“I discomfited the young man, Nathan—I mightily discomfited him. Ha! ha! ho! Nathan, did you as I bade you?”
“Yes, master, I found the man, and I sent Samuel, who went hastily to him and cried out, 'Mr. Meadows is in the camp and wishes to speak to you.' Master, he started up in wonder, and his whole face changed; without doubt he is the man you suspected.”
“Yes,” said Isaac, reflecting deeply. “The man is Peter Crawley; and what does he here? Some deep villainy lies at the bottom of this; but I will fathom it, ay, and thwart it, I swear by the God of Abraham. Let me think awhile in my tent. Sit you at the receipt of gold.”

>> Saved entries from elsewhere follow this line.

//! Outbound delivery.
//!
//! The engine and the scheduler only see [`DeliveryDispatcher`]. The
//! concrete channels are [`webhook`] (web and push through a gateway) and
//! [`email`] (SMTP); [`ChannelRouter`] picks one per channel.

use std::collections::HashMap;
use std::sync::Arc;
use std::time::Duration;

use async_trait::async_trait;
use quill_core::channels::DeliveryChannel;
use quill_core::digest::DigestType;
use quill_core::event_types::{EventType, Priority};
use quill_core::types::{DbId, Timestamp};
use quill_db::models::notification::NotificationItem;
use serde::Serialize;

pub mod email;
pub mod webhook;

// ---------------------------------------------------------------------------
// Payload
// ---------------------------------------------------------------------------

/// One notification as it leaves the system.
#[derive(Debug, Clone, PartialEq, Serialize)]
pub struct ItemPayload {
    pub item_id: DbId,
    pub event: EventType,
    pub priority: Priority,
    pub source_type: String,
    pub source_id: DbId,
    pub title: String,
    pub description: String,
    pub action_url: String,
    pub actor_name: String,
    pub created_at: Timestamp,
}

impl From<&NotificationItem> for ItemPayload {
    fn from(item: &NotificationItem) -> Self {
        Self {
            item_id: item.id,
            event: item.event,
            priority: item.priority,
            source_type: item.source_type.clone(),
            source_id: item.source_id,
            title: item.title.clone(),
            description: item.description.clone(),
            action_url: item.action_url.clone(),
            actor_name: item.actor_name.clone(),
            created_at: item.created_at,
        }
    }
}

/// A rendered digest: subject and plain-text body plus the enclosed items
/// in creation order.
#[derive(Debug, Clone, PartialEq, Serialize)]
pub struct DigestPayload {
    pub digest_id: DbId,
    pub digest_type: DigestType,
    pub subject: String,
    pub body: String,
    pub items: Vec<ItemPayload>,
}

#[derive(Debug, Clone, PartialEq, Serialize)]
#[serde(tag = "kind", rename_all = "snake_case")]
pub enum DeliveryPayload {
    Item(ItemPayload),
    Digest(DigestPayload),
}

impl DeliveryPayload {
    /// Stable key for the delivered entity. Receivers use it to drop
    /// repeated sends of the same item or digest.
    pub fn idempotency_key(&self) -> String {
        match self {
            DeliveryPayload::Item(item) => format!("item-{}", item.item_id),
            DeliveryPayload::Digest(digest) => format!("digest-{}", digest.digest_id),
        }
    }

    pub fn subject(&self) -> &str {
        match self {
            DeliveryPayload::Item(item) => &item.title,
            DeliveryPayload::Digest(digest) => &digest.subject,
        }
    }
}

// ---------------------------------------------------------------------------
// Error
// ---------------------------------------------------------------------------

#[derive(Debug, thiserror::Error)]
pub enum DispatchError {
    /// The call did not finish within the configured bound.
    #[error("Delivery timed out after {0:?}")]
    Timeout(Duration),

    /// No backend is configured for the channel, or the backend refused.
    #[error("Channel {channel} unavailable: {reason}")]
    Unavailable {
        channel: DeliveryChannel,
        reason: String,
    },

    #[error(transparent)]
    Webhook(#[from] webhook::WebhookError),

    #[error(transparent)]
    Email(#[from] email::EmailError),
}

// ---------------------------------------------------------------------------
// DeliveryDispatcher
// ---------------------------------------------------------------------------

/// Sends one item or one digest to a user over a channel.
///
/// Implementations must tolerate repeated calls for the same payload; see
/// [`DeliveryPayload::idempotency_key`].
#[async_trait]
pub trait DeliveryDispatcher: Send + Sync {
    async fn deliver(
        &self,
        user_id: DbId,
        channel: DeliveryChannel,
        payload: &DeliveryPayload,
    ) -> Result<(), DispatchError>;
}

/// Call `dispatcher` with an upper bound on the wait. Expiry is a
/// [`DispatchError::Timeout`].
pub async fn deliver_with_timeout(
    dispatcher: &dyn DeliveryDispatcher,
    user_id: DbId,
    channel: DeliveryChannel,
    payload: &DeliveryPayload,
    timeout: Duration,
) -> Result<(), DispatchError> {
    match tokio::time::timeout(timeout, dispatcher.deliver(user_id, channel, payload)).await {
        Ok(result) => result,
        Err(_) => Err(DispatchError::Timeout(timeout)),
    }
}

// ---------------------------------------------------------------------------
// ChannelRouter
// ---------------------------------------------------------------------------

/// Routes each channel to the backend registered for it.
#[derive(Default, Clone)]
pub struct ChannelRouter {
    routes: HashMap<DeliveryChannel, Arc<dyn DeliveryDispatcher>>,
}

impl ChannelRouter {
    pub fn new() -> Self {
        Self::default()
    }

    pub fn route(mut self, channel: DeliveryChannel, backend: Arc<dyn DeliveryDispatcher>) -> Self {
        self.routes.insert(channel, backend);
        self
    }

    pub fn has_route(&self, channel: DeliveryChannel) -> bool {
        self.routes.contains_key(&channel)
    }
}

#[async_trait]
impl DeliveryDispatcher for ChannelRouter {
    async fn deliver(
        &self,
        user_id: DbId,
        channel: DeliveryChannel,
        payload: &DeliveryPayload,
    ) -> Result<(), DispatchError> {
        match self.routes.get(&channel) {
            Some(backend) => backend.deliver(user_id, channel, payload).await,
            None => Err(DispatchError::Unavailable {
                channel,
                reason: "no delivery backend configured".into(),
            }),
        }
    }
}

// ---------------------------------------------------------------------------
// Tests
// ---------------------------------------------------------------------------

#[cfg(test)]
mod tests {
    use std::sync::atomic::{AtomicUsize, Ordering};

    use assert_matches::assert_matches;
    use chrono::Utc;

    use super::*;

    struct Counting(AtomicUsize);

    #[async_trait]
    impl DeliveryDispatcher for Counting {
        async fn deliver(
            &self,
            _user_id: DbId,
            _channel: DeliveryChannel,
            _payload: &DeliveryPayload,
        ) -> Result<(), DispatchError> {
            self.0.fetch_add(1, Ordering::SeqCst);
            Ok(())
        }
    }

    struct Stalled;

    #[async_trait]
    impl DeliveryDispatcher for Stalled {
        async fn deliver(
            &self,
            _user_id: DbId,
            _channel: DeliveryChannel,
            _payload: &DeliveryPayload,
        ) -> Result<(), DispatchError> {
            std::future::pending::<()>().await;
            Ok(())
        }
    }

    fn payload() -> DeliveryPayload {
        DeliveryPayload::Item(ItemPayload {
            item_id: 3,
            event: EventType::WorkUpdated,
            priority: Priority::Medium,
            source_type: "work".into(),
            source_id: 9,
            title: "Chapter 4 posted".into(),
            description: String::new(),
            action_url: "/works/9".into(),
            actor_name: "author".into(),
            created_at: Utc::now(),
        })
    }

    #[tokio::test]
    async fn router_dispatches_to_registered_channel() {
        let web = Arc::new(Counting(AtomicUsize::new(0)));
        let router = ChannelRouter::new().route(DeliveryChannel::Web, web.clone());

        router.deliver(1, DeliveryChannel::Web, &payload()).await.unwrap();
        assert_eq!(web.0.load(Ordering::SeqCst), 1);

        let err = router
            .deliver(1, DeliveryChannel::Email, &payload())
            .await
            .unwrap_err();
        assert_matches!(err, DispatchError::Unavailable { channel: DeliveryChannel::Email, .. });
    }

    #[tokio::test(start_paused = true)]
    async fn stalled_dispatch_times_out() {
        let err = deliver_with_timeout(
            &Stalled,
            1,
            DeliveryChannel::Push,
            &payload(),
            Duration::from_secs(10),
        )
        .await
        .unwrap_err();
        assert_matches!(err, DispatchError::Timeout(d) if d == Duration::from_secs(10));
    }

    #[test]
    fn idempotency_key_names_the_entity() {
        assert_eq!(payload().idempotency_key(), "item-3");
    }

    #[test]
    fn payload_serializes_with_kind_tag() {
        let json = serde_json::to_value(payload()).unwrap();
        assert_eq!(json["kind"], "item");
        assert_eq!(json["event"], "work_updated");
    }
}
//! Email notification delivery via SMTP.
//!
//! [`EmailDelivery`] wraps the `lettre` async SMTP transport to send
//! plain-text notification emails: one message per immediate item, or the
//! rendered digest. Addresses come from a [`RecipientDirectory`].
//! Configuration is loaded from environment variables; if `SMTP_HOST` is
//! not set, [`EmailConfig::from_env`] returns `None` and no mailer should
//! be constructed.

use std::collections::HashMap;

use async_trait::async_trait;
use lettre::message::header::ContentType;
use lettre::transport::smtp::authentication::Credentials;
use lettre::{AsyncSmtpTransport, AsyncTransport, Message, Tokio1Executor};
use quill_core::channels::DeliveryChannel;
use quill_core::types::DbId;

use super::{DeliveryDispatcher, DeliveryPayload, DispatchError};

/// Prefix on every subject line.
const SUBJECT_PREFIX: &str = "[Quill]";

// ---------------------------------------------------------------------------
// Error
// ---------------------------------------------------------------------------

/// Error type for email delivery failures.
#[derive(Debug, thiserror::Error)]
pub enum EmailError {
    /// SMTP transport-level failure (authentication, connection, etc.).
    #[error("SMTP transport error: {0}")]
    Transport(#[from] lettre::transport::smtp::Error),

    /// The recipient or sender address could not be parsed.
    #[error("Email address parse error: {0}")]
    Address(#[from] lettre::address::AddressError),

    /// The MIME message could not be assembled.
    #[error("Email build error: {0}")]
    Build(String),

    /// The directory has no address for the user.
    #[error("No email address known for user {0}")]
    NoRecipient(DbId),
}

// ---------------------------------------------------------------------------
// EmailConfig
// ---------------------------------------------------------------------------

/// Default SMTP port (STARTTLS).
const DEFAULT_SMTP_PORT: u16 = 587;

/// Default sender address when `SMTP_FROM` is not set.
const DEFAULT_FROM_ADDRESS: &str = "noreply@quill.local";

/// Configuration for the SMTP email delivery service.
#[derive(Debug, Clone)]
pub struct EmailConfig {
    /// SMTP server hostname.
    pub smtp_host: String,
    /// SMTP server port (defaults to 587).
    pub smtp_port: u16,
    /// RFC 5322 "From" address.
    pub from_address: String,
    /// Optional SMTP username.
    pub smtp_user: Option<String>,
    /// Optional SMTP password.
    pub smtp_password: Option<String>,
}

impl EmailConfig {
    /// Load configuration from environment variables.
    ///
    /// Returns `None` if `SMTP_HOST` is not set, signalling that email
    /// delivery is not configured and should be skipped.
    ///
    /// | Variable         | Required | Default               |
    /// |------------------|----------|-----------------------|
    /// | `SMTP_HOST`      | yes      | none                  |
    /// | `SMTP_PORT`      | no       | `587`                 |
    /// | `SMTP_FROM`      | no       | `noreply@quill.local` |
    /// | `SMTP_USER`      | no       | none                  |
    /// | `SMTP_PASSWORD`  | no       | none                  |
    pub fn from_env() -> Option<Self> {
        let smtp_host = std::env::var("SMTP_HOST").ok()?;
        Some(Self {
            smtp_host,
            smtp_port: std::env::var("SMTP_PORT")
                .ok()
                .and_then(|p| p.parse().ok())
                .unwrap_or(DEFAULT_SMTP_PORT),
            from_address: std::env::var("SMTP_FROM")
                .unwrap_or_else(|_| DEFAULT_FROM_ADDRESS.to_string()),
            smtp_user: std::env::var("SMTP_USER").ok(),
            smtp_password: std::env::var("SMTP_PASSWORD").ok(),
        })
    }
}

// ---------------------------------------------------------------------------
// RecipientDirectory
// ---------------------------------------------------------------------------

/// Resolves a user's email address. Owned by the account service.
#[async_trait]
pub trait RecipientDirectory: Send + Sync {
    async fn email_for(&self, user_id: DbId) -> Option<String>;
}

/// Fixed user-to-address map.
#[derive(Debug, Clone, Default)]
pub struct StaticDirectory {
    addresses: HashMap<DbId, String>,
}

impl StaticDirectory {
    pub fn new(addresses: HashMap<DbId, String>) -> Self {
        Self { addresses }
    }

    /// Parse `user_id=address` pairs separated by commas, as found in
    /// `SMTP_RECIPIENTS`. Malformed pairs are logged and skipped.
    pub fn parse(raw: &str) -> Self {
        let mut addresses = HashMap::new();
        for pair in raw.split(',').map(str::trim).filter(|p| !p.is_empty()) {
            match pair.split_once('=') {
                Some((id, address)) if !address.trim().is_empty() => match id.trim().parse() {
                    Ok(id) => {
                        addresses.insert(id, address.trim().to_string());
                    }
                    Err(_) => tracing::warn!(pair, "Skipping recipient with non-numeric user id"),
                },
                _ => tracing::warn!(pair, "Skipping malformed recipient entry"),
            }
        }
        Self { addresses }
    }

    /// Directory from `SMTP_RECIPIENTS`; empty when unset.
    pub fn from_env() -> Self {
        std::env::var("SMTP_RECIPIENTS")
            .map(|raw| Self::parse(&raw))
            .unwrap_or_default()
    }

    pub fn len(&self) -> usize {
        self.addresses.len()
    }

    pub fn is_empty(&self) -> bool {
        self.addresses.is_empty()
    }
}

#[async_trait]
impl RecipientDirectory for StaticDirectory {
    async fn email_for(&self, user_id: DbId) -> Option<String> {
        self.addresses.get(&user_id).cloned()
    }
}

// ---------------------------------------------------------------------------
// EmailDelivery
// ---------------------------------------------------------------------------

/// Sends notification emails via SMTP.
pub struct EmailDelivery {
    config: EmailConfig,
    mailer: AsyncSmtpTransport<Tokio1Executor>,
    directory: Box<dyn RecipientDirectory>,
}

impl EmailDelivery {
    /// Build the SMTP transport. No connection is made until the first send.
    pub fn new(
        config: EmailConfig,
        directory: Box<dyn RecipientDirectory>,
    ) -> Result<Self, EmailError> {
        let mut transport_builder =
            AsyncSmtpTransport::<Tokio1Executor>::starttls_relay(&config.smtp_host)?
                .port(config.smtp_port);

        if let (Some(user), Some(pass)) = (&config.smtp_user, &config.smtp_password) {
            transport_builder =
                transport_builder.credentials(Credentials::new(user.clone(), pass.clone()));
        }

        Ok(Self {
            mailer: transport_builder.build(),
            config,
            directory,
        })
    }

    /// Send the payload to the user's address.
    pub async fn send(&self, user_id: DbId, payload: &DeliveryPayload) -> Result<(), EmailError> {
        let to = self
            .directory
            .email_for(user_id)
            .await
            .ok_or(EmailError::NoRecipient(user_id))?;

        let email = compose(&self.config.from_address, &to, payload)?;
        self.mailer.send(email).await?;

        tracing::info!(user_id, key = %payload.idempotency_key(), "Notification email sent");
        Ok(())
    }
}

#[async_trait]
impl DeliveryDispatcher for EmailDelivery {
    async fn deliver(
        &self,
        user_id: DbId,
        _channel: DeliveryChannel,
        payload: &DeliveryPayload,
    ) -> Result<(), DispatchError> {
        Ok(self.send(user_id, payload).await?)
    }
}

/// Assemble the plain-text message for a payload.
fn compose(from: &str, to: &str, payload: &DeliveryPayload) -> Result<Message, EmailError> {
    let subject = format!("{SUBJECT_PREFIX} {}", payload.subject());
    let body = match payload {
        DeliveryPayload::Item(item) => {
            let mut body = item.description.clone();
            if !item.action_url.is_empty() {
                if !body.is_empty() {
                    body.push_str("\n\n");
                }
                body.push_str(&item.action_url);
            }
            body
        }
        DeliveryPayload::Digest(digest) => digest.body.clone(),
    };

    Message::builder()
        .from(from.parse()?)
        .to(to.parse()?)
        .subject(subject)
        .header(ContentType::TEXT_PLAIN)
        .body(body)
        .map_err(|e| EmailError::Build(e.to_string()))
}

// ---------------------------------------------------------------------------
// Tests
// ---------------------------------------------------------------------------

#[cfg(test)]
mod tests {
    use assert_matches::assert_matches;
    use chrono::Utc;
    use quill_core::event_types::{EventType, Priority};

    use super::*;
    use crate::delivery::ItemPayload;

    fn item_payload() -> DeliveryPayload {
        DeliveryPayload::Item(ItemPayload {
            item_id: 11,
            event: EventType::CommentReceived,
            priority: Priority::High,
            source_type: "work".into(),
            source_id: 4,
            title: "New comment on Night Ferry".into(),
            description: "reader left a comment".into(),
            action_url: "/works/4#comments".into(),
            actor_name: "reader".into(),
            created_at: Utc::now(),
        })
    }

    #[test]
    fn from_env_returns_none_without_smtp_host() {
        // Ensure SMTP_HOST is not set in the test environment.
        std::env::remove_var("SMTP_HOST");
        assert!(EmailConfig::from_env().is_none());
    }

    #[test]
    fn email_error_display_build() {
        let err = EmailError::Build("missing body".to_string());
        assert_eq!(err.to_string(), "Email build error: missing body");
    }

    #[test]
    fn email_error_display_address() {
        let addr_err: Result<lettre::Address, _> = "not-an-email".parse();
        let err = EmailError::Address(addr_err.unwrap_err());
        assert!(err.to_string().contains("Email address parse error"));
    }

    #[test]
    fn compose_prefixes_subject_and_includes_link() {
        let message = compose("noreply@quill.local", "reader@example.com", &item_payload()).unwrap();
        let raw = String::from_utf8(message.formatted()).unwrap();
        assert!(raw.contains("Subject: [Quill] New comment on Night Ferry"));
        assert!(raw.contains("/works/4#comments"));
    }

    #[test]
    fn compose_rejects_bad_recipient() {
        let err = compose("noreply@quill.local", "nobody", &item_payload()).unwrap_err();
        assert_matches!(err, EmailError::Address(_));
    }

    #[tokio::test]
    async fn static_directory_parses_pairs() {
        let directory = StaticDirectory::parse("1=a@example.com, 2 = b@example.com,junk,x=c@example.com");
        assert_eq!(directory.len(), 2);
        assert_eq!(directory.email_for(2).await.as_deref(), Some("b@example.com"));
        assert_eq!(directory.email_for(3).await, None);
    }
}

The old man sat upon a divan in his tent, and pondered on all that had happened in the mine; above all, on the repeated attacks that had been made on that one tent.
He remembered, too, that George had said sorrowfully to him more than once: “No letters for me, Mr. Levi, no letter again this month!” The shrewd old man tied these two threads together directly.
“All these things are one,” said Isaac Levi.
Thus pondering, and patiently following out his threads, the old man paced a mile down the camp to the post-office, for he had heard the postman's horn, and he expected important letters from England, from his friend and agent at Farnborough, Old Cohen.
There were letters from England, but none in old Cohen's hand. He put them in his bosom with a disappointed look, and paced slowly, and deeply pondering, back toward his tent. He was about half way, when, much to his surprise, a stone fell close to him. He took, however, no notice, did not even accelerate his pace or look round; but the next moment a lump of clay struck him on the arm. He turned round, quivering with rage at the insult, and then he saw a whole band of diggers behind him, who the moment he turned his face began to hoot and pelt him.
“Who got poor Walker drowned? Ah! ah! ah!”
“Who refused to give evidence before Judge Lynch?” cried another, “Ah! ah! ah!”